▸ **What this task involves**: Only one stretch of the listing below is wanted. Begin at the line that has "repository 0689406bcc165e06", stop after the line that has "impl fmt::Display for RowNumber", and repeat every line in between exactly.

▸ **Given records**:
-- -- --

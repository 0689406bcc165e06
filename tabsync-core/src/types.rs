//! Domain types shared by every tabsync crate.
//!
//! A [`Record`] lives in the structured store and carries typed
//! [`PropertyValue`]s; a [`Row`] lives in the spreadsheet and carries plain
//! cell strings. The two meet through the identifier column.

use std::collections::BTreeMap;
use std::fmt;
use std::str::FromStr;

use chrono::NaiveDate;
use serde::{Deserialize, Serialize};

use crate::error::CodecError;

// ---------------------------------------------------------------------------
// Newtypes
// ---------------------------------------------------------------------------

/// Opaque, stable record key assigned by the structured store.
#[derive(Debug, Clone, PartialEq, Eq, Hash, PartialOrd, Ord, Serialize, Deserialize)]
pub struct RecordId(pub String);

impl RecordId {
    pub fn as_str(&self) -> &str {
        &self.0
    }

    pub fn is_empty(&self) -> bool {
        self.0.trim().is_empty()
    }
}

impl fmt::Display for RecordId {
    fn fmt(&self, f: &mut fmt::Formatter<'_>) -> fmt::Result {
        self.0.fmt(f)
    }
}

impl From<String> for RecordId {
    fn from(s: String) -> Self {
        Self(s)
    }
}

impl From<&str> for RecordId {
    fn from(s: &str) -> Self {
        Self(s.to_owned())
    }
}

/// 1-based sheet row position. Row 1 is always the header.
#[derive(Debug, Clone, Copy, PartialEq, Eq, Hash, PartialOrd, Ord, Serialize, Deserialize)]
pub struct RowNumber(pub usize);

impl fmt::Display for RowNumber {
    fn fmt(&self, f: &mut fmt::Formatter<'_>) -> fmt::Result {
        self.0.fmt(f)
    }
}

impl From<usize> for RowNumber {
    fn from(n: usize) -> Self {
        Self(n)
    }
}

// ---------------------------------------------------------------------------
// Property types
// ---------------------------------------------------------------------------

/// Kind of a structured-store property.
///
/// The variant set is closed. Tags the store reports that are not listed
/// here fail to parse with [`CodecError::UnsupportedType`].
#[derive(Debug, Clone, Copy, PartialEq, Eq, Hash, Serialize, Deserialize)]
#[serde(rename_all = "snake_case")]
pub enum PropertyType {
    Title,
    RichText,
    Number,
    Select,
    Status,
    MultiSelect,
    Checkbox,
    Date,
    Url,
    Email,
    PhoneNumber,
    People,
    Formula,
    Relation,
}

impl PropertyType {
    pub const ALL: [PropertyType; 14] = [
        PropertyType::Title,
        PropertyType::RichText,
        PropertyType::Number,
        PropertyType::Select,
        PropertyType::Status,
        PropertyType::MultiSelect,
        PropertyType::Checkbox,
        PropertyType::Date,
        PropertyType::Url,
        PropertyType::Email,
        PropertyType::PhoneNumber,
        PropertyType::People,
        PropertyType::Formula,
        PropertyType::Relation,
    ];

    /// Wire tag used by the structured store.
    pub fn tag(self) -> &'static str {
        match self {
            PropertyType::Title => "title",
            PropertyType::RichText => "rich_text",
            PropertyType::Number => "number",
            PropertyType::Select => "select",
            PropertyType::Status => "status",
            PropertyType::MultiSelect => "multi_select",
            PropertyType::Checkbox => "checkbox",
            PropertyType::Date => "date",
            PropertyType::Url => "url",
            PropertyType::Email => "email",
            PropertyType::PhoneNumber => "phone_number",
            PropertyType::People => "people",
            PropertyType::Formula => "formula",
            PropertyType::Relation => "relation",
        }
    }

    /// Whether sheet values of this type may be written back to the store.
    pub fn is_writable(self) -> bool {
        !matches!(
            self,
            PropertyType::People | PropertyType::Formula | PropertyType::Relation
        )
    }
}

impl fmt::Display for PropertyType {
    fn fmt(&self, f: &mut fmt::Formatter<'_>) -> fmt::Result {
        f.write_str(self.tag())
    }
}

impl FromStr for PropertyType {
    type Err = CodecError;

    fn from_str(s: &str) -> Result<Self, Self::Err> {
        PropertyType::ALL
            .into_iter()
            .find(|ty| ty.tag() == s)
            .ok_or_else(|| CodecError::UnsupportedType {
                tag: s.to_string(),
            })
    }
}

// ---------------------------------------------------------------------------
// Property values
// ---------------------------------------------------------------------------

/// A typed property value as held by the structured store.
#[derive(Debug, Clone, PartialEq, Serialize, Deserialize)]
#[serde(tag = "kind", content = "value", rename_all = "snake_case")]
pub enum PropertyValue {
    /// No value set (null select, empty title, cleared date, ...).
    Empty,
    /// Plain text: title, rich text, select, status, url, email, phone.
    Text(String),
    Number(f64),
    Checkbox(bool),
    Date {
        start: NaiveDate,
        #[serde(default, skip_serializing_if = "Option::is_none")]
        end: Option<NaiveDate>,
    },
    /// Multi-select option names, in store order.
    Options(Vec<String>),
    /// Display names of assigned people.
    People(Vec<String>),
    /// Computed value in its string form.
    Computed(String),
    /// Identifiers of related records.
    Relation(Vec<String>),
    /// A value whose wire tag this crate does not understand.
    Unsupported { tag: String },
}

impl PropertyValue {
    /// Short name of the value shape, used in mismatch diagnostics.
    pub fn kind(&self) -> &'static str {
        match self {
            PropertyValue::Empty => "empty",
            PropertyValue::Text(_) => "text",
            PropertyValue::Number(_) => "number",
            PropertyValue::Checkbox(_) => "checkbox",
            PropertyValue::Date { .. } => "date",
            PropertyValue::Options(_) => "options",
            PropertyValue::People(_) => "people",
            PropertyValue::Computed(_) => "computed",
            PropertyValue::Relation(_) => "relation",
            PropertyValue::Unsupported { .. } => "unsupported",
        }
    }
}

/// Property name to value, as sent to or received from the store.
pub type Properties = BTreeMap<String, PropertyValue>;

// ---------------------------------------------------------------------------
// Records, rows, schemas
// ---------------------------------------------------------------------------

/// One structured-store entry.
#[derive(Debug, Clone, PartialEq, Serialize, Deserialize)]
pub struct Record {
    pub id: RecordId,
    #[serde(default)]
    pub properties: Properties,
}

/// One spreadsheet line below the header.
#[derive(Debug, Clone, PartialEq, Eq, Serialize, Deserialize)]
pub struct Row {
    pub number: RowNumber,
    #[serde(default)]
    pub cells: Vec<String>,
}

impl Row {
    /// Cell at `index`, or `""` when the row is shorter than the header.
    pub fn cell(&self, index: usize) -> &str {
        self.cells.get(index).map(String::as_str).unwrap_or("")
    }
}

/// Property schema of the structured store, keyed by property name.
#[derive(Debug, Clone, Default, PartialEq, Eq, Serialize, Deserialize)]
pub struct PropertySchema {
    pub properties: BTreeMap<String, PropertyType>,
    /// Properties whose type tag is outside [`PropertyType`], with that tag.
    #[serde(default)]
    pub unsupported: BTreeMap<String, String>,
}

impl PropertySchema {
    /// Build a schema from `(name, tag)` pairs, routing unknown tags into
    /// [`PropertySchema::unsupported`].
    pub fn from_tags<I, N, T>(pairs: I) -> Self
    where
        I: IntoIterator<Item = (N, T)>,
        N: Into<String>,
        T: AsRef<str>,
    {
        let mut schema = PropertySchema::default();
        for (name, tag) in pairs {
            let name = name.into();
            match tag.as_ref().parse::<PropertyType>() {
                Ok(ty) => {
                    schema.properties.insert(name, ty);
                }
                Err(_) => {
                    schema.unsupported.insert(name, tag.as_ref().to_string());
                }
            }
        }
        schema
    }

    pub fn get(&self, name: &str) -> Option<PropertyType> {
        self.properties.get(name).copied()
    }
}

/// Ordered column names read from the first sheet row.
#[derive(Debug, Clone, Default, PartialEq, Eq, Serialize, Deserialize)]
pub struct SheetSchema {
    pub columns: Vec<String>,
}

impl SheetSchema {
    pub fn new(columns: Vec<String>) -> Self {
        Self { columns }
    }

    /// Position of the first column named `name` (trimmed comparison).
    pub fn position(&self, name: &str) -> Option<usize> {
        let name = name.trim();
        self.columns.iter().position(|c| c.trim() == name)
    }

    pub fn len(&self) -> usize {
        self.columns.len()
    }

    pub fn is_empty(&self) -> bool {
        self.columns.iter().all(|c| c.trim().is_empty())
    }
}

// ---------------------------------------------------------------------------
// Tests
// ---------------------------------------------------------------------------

-- -- --

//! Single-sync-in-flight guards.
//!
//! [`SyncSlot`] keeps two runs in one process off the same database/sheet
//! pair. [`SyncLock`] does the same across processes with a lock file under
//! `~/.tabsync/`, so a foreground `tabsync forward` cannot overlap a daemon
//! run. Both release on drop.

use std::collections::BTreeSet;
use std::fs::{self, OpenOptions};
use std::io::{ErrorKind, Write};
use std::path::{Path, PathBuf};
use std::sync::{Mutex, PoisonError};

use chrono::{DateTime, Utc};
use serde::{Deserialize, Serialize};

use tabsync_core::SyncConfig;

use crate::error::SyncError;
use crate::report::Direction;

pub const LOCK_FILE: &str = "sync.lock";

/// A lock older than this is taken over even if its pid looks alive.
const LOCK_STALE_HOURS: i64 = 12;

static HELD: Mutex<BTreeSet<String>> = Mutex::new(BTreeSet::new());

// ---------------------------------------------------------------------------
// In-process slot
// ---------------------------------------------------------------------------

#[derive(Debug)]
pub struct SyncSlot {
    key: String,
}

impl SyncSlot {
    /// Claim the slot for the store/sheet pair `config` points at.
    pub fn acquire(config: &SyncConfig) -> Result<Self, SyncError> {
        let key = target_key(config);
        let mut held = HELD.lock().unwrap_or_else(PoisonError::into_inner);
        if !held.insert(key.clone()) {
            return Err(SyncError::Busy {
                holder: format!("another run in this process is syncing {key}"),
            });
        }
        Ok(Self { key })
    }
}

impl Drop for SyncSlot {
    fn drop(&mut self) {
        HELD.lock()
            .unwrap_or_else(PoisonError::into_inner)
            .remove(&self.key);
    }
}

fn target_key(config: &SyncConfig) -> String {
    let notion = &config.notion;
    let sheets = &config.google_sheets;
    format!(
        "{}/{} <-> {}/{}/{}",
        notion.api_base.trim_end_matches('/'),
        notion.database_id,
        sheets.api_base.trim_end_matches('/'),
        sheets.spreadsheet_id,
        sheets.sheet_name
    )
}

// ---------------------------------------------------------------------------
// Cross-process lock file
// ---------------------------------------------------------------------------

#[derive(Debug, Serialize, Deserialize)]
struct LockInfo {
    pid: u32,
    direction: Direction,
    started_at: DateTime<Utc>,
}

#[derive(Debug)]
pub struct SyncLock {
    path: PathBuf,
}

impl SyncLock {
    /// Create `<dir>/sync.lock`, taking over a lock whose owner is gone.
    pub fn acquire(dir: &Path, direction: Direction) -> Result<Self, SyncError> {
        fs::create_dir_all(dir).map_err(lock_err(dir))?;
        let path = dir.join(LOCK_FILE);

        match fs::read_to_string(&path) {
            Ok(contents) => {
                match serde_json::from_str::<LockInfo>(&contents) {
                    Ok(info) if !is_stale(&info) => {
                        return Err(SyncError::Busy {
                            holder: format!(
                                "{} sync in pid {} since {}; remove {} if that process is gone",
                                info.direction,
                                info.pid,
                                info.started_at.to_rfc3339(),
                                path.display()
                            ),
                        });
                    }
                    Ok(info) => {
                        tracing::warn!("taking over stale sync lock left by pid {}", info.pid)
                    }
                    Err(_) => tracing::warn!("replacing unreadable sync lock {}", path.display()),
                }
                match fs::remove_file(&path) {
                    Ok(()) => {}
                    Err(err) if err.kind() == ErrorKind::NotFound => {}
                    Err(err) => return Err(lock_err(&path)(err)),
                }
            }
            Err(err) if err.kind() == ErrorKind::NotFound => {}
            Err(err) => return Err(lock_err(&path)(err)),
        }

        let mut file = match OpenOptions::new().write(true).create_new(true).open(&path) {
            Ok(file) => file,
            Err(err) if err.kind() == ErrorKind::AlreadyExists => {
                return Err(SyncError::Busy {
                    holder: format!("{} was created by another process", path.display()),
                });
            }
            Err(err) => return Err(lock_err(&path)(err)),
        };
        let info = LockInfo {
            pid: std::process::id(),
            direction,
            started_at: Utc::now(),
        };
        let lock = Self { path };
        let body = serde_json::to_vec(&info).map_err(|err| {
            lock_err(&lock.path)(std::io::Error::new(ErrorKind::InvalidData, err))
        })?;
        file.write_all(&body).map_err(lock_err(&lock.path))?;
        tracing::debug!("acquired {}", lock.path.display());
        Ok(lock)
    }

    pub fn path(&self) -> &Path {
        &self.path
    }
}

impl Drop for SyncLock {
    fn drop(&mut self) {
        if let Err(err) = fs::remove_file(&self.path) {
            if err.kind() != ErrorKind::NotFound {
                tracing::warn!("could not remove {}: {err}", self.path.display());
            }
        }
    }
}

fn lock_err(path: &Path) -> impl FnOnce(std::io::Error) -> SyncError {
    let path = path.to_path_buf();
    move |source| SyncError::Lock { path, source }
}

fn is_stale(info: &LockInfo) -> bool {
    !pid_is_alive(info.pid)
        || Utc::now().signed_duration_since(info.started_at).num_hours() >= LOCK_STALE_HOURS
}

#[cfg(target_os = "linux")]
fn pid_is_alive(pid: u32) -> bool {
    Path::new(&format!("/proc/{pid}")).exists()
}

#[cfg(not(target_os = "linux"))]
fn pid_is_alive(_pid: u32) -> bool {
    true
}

-- -- --

▸ **Exercise answer**:
repository 0689406bcc165e06
filename tabsync-core/src/types.rs
//! Domain types shared by every tabsync crate.
//!
//! A [`Record`] lives in the structured store and carries typed
//! [`PropertyValue`]s; a [`Row`] lives in the spreadsheet and carries plain
//! cell strings. The two meet through the identifier column.

use std::collections::BTreeMap;
use std::fmt;
use std::str::FromStr;

use chrono::NaiveDate;
use serde::{Deserialize, Serialize};

use crate::error::CodecError;

// ---------------------------------------------------------------------------
// Newtypes
// ---------------------------------------------------------------------------

/// Opaque, stable record key assigned by the structured store.
#[derive(Debug, Clone, PartialEq, Eq, Hash, PartialOrd, Ord, Serialize, Deserialize)]
pub struct RecordId(pub String);

impl RecordId {
    pub fn as_str(&self) -> &str {
        &self.0
    }

    pub fn is_empty(&self) -> bool {
        self.0.trim().is_empty()
    }
}

impl fmt::Display for RecordId {
    fn fmt(&self, f: &mut fmt::Formatter<'_>) -> fmt::Result {
        self.0.fmt(f)
    }
}

impl From<String> for RecordId {
    fn from(s: String) -> Self {
        Self(s)
    }
}

impl From<&str> for RecordId {
    fn from(s: &str) -> Self {
        Self(s.to_owned())
    }
}

/// 1-based sheet row position. Row 1 is always the header.
#[derive(Debug, Clone, Copy, PartialEq, Eq, Hash, PartialOrd, Ord, Serialize, Deserialize)]
pub struct RowNumber(pub usize);

impl fmt::Display for RowNumber {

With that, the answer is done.